Dataset entries:
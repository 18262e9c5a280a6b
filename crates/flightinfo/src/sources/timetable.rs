//! Local timetable file.
//!
//! A JSON array of [`ScheduleRecord`]s. Serves per-flight lookups and is the
//! only source that can list flights between two airports.

use std::path::Path;

use async_trait::async_trait;
use tracing::info;

use super::schedule::ScheduleRecord;
use super::{FlightSource, RouteSource, SourceResult};
use crate::error::Result;
use crate::model::{normalize_flight_number, FlightFragment};

const NAME: &str = "timetable";

/// In-memory timetable.
#[derive(Debug, Clone, Default)]
pub struct TimetableSource {
    records: Vec<ScheduleRecord>,
}

impl TimetableSource {
    /// Create a timetable from records.
    #[must_use]
    pub fn new(records: Vec<ScheduleRecord>) -> Self {
        Self { records }
    }

    /// Parse a timetable from a JSON array.
    ///
    /// # Errors
    ///
    /// Returns an error if the JSON is not an array of records.
    pub fn from_json(json: &str) -> Result<Self> {
        let records: Vec<ScheduleRecord> = serde_json::from_str(json)?;
        Ok(Self::new(records))
    }

    /// Load a timetable file.
    ///
    /// # Errors
    ///
    /// Returns an error if the file cannot be read or parsed.
    pub fn load(path: &Path) -> Result<Self> {
        let json = std::fs::read_to_string(path)?;
        let timetable = Self::from_json(&json)?;
        info!(path = %path.display(), flights = timetable.len(), "Loaded timetable");
        Ok(timetable)
    }

    /// Number of records.
    #[must_use]
    pub fn len(&self) -> usize {
        self.records.len()
    }

    /// Whether the timetable has no records.
    #[must_use]
    pub fn is_empty(&self) -> bool {
        self.records.is_empty()
    }
}

fn same_code(value: Option<&str>, code: &str) -> bool {
    value.is_some_and(|v| v.trim().eq_ignore_ascii_case(code.trim()))
}

#[async_trait]
impl FlightSource for TimetableSource {
    fn name(&self) -> &'static str {
        NAME
    }

    async fn fetch_flight(&self, flight_number: &str) -> SourceResult<Option<FlightFragment>> {
        let key = normalize_flight_number(flight_number);
        Ok(self
            .records
            .iter()
            .find(|record| record.matches_flight(&key))
            .cloned()
            .map(ScheduleRecord::into_fragment))
    }
}

#[async_trait]
impl RouteSource for TimetableSource {
    fn name(&self) -> &'static str {
        NAME
    }

    async fn fetch_route(&self, from: &str, to: &str) -> SourceResult<Vec<FlightFragment>> {
        Ok(self
            .records
            .iter()
            .filter(|r| same_code(r.from.as_deref(), from) && same_code(r.to.as_deref(), to))
            .cloned()
            .map(ScheduleRecord::into_fragment)
            .collect())
    }
}
//! Test doubles for sources and the HTTP client.

use std::collections::{HashMap, VecDeque};
use std::sync::atomic::{AtomicUsize, Ordering};
use std::sync::{Arc, Mutex};
use std::time::Duration;

use async_trait::async_trait;
use tokio::sync::oneshot;

use super::{
    AirportSource, FailureCause, FlightSource, HttpClient, HttpResponse, RouteSource,
    SourceFailure, SourceResult,
};
use crate::model::{AirportFragment, FlightFragment};

/// Mock HTTP client returning a canned response.
#[derive(Debug, Clone)]
pub struct MockHttpClient {
    pub response: Result<HttpResponse, FailureCause>,
    seen: Arc<Mutex<Vec<String>>>,
}

impl MockHttpClient {
    pub fn ok(status: u16, body: &str) -> Self {
        Self {
            response: Ok(HttpResponse::new(status, body)),
            seen: Arc::default(),
        }
    }

    pub fn failing(cause: FailureCause) -> Self {
        Self {
            response: Err(cause),
            seen: Arc::default(),
        }
    }

    /// Requested URLs with their query strings, oldest first.
    pub fn requests(&self) -> Vec<String> {
        self.seen.lock().unwrap().clone()
    }
}

impl HttpClient for MockHttpClient {
    async fn get(
        &self,
        url: &str,
        query: &[(&str, &str)],
        _headers: &[(&str, &str)],
    ) -> Result<HttpResponse, FailureCause> {
        let mut full = url.to_string();
        if !query.is_empty() {
            let pairs: Vec<String> = query.iter().map(|(k, v)| format!("{k}={v}")).collect();
            full.push('?');
            full.push_str(&pairs.join("&"));
        }
        self.seen.lock().unwrap().push(full);
        self.response.clone()
    }
}

/// Flight source that always returns the same outcome.
#[derive(Debug, Clone)]
pub struct StaticFlightSource {
    name: &'static str,
    result: SourceResult<Option<FlightFragment>>,
    delay: Option<Duration>,
    calls: Arc<AtomicUsize>,
}

impl StaticFlightSource {
    pub fn found(name: &'static str, fragment: FlightFragment) -> Self {
        Self::with_result(name, Ok(Some(fragment)))
    }

    pub fn empty(name: &'static str) -> Self {
        Self::with_result(name, Ok(None))
    }

    pub fn failing(name: &'static str, cause: FailureCause) -> Self {
        Self::with_result(name, Err(SourceFailure::new(name, cause)))
    }

    fn with_result(name: &'static str, result: SourceResult<Option<FlightFragment>>) -> Self {
        Self {
            name,
            result,
            delay: None,
            calls: Arc::default(),
        }
    }

    /// Sleep for `delay` before answering.
    pub fn delayed(mut self, delay: Duration) -> Self {
        self.delay = Some(delay);
        self
    }

    pub fn call_count(&self) -> usize {
        self.calls.load(Ordering::SeqCst)
    }
}

#[async_trait]
impl FlightSource for StaticFlightSource {
    fn name(&self) -> &'static str {
        self.name
    }

    async fn fetch_flight(&self, _flight_number: &str) -> SourceResult<Option<FlightFragment>> {
        self.calls.fetch_add(1, Ordering::SeqCst);
        if let Some(delay) = self.delay {
            tokio::time::sleep(delay).await;
        }
        self.result.clone()
    }
}

/// Flight source whose answers are released one by one by the test.
///
/// Each call takes the next queued fragment and waits for its gate.
#[derive(Debug, Default)]
pub struct GatedFlightSource {
    queue: Mutex<VecDeque<(oneshot::Receiver<()>, FlightFragment)>>,
}

impl GatedFlightSource {
    /// Queue an answer; the returned sender releases it.
    pub fn push(&self, fragment: FlightFragment) -> oneshot::Sender<()> {
        let (tx, rx) = oneshot::channel();
        self.queue.lock().unwrap().push_back((rx, fragment));
        tx
    }
}

#[async_trait]
impl FlightSource for GatedFlightSource {
    fn name(&self) -> &'static str {
        "gated"
    }

    async fn fetch_flight(&self, _flight_number: &str) -> SourceResult<Option<FlightFragment>> {
        let next = self.queue.lock().unwrap().pop_front();
        let Some((gate, fragment)) = next else {
            return Ok(None);
        };
        let _ = gate.await;
        Ok(Some(fragment))
    }
}

/// Airport source answering from a fixed table keyed by upper-cased query.
#[derive(Debug, Default)]
pub struct StaticAirportSource {
    table: HashMap<String, SourceResult<Option<AirportFragment>>>,
    calls: AtomicUsize,
}

impl StaticAirportSource {
    pub fn with(mut self, query: &str, fragment: AirportFragment) -> Self {
        self.table.insert(query.to_uppercase(), Ok(Some(fragment)));
        self
    }

    pub fn failing_for(mut self, query: &str, cause: FailureCause) -> Self {
        self.table.insert(
            query.to_uppercase(),
            Err(SourceFailure::new("static-airports", cause)),
        );
        self
    }

    pub fn call_count(&self) -> usize {
        self.calls.load(Ordering::SeqCst)
    }
}

#[async_trait]
impl AirportSource for StaticAirportSource {
    fn name(&self) -> &'static str {
        "static-airports"
    }

    async fn fetch_airport(&self, query: &str) -> SourceResult<Option<AirportFragment>> {
        self.calls.fetch_add(1, Ordering::SeqCst);
        self.table
            .get(&query.to_uppercase())
            .cloned()
            .unwrap_or(Ok(None))
    }
}

/// Route source returning a fixed list.
#[derive(Debug)]
pub struct StaticRouteSource {
    pub result: SourceResult<Vec<FlightFragment>>,
}

#[async_trait]
impl RouteSource for StaticRouteSource {
    fn name(&self) -> &'static str {
        "static-routes"
    }

    async fn fetch_route(&self, _from: &str, _to: &str) -> SourceResult<Vec<FlightFragment>> {
        self.result.clone()
    }
}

## REQUIRED WORK:
Work out how many lines of the entries include the word "Option", and respond with that number and nothing more.

## WRITTEN RESPONSE:
9